Segment Start: ENTRIES SHOWN

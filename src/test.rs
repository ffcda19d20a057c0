/// Check for equality between two components allowing for 16-bit rounding
/// errors.
#[macro_export]
macro_rules! assert_component_eq {
    ($actual:expr,$expected:expr) => {{
        approx::assert_abs_diff_eq!(
            $actual,
            $expected,
            epsilon = 1.0 / i16::MAX as $crate::color::Component
        );
    }};
}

Segment End: ENTRIES SHOWN

● **TASK PROMPT**:
Transcription of the listing must be exact and complete.

● **RESULT OF THE TASK**:
filename src/test.rs
repository ffcda19d20a057c0
/// Check for equality between two components allowing for 16-bit rounding
/// errors.
#[macro_export]
macro_rules! assert_component_eq {
    ($actual:expr,$expected:expr) => {{
        approx::assert_abs_diff_eq!(
            $actual,
            $expected,
            epsilon = 1.0 / i16::MAX as $crate::color::Component
        );
    }};
}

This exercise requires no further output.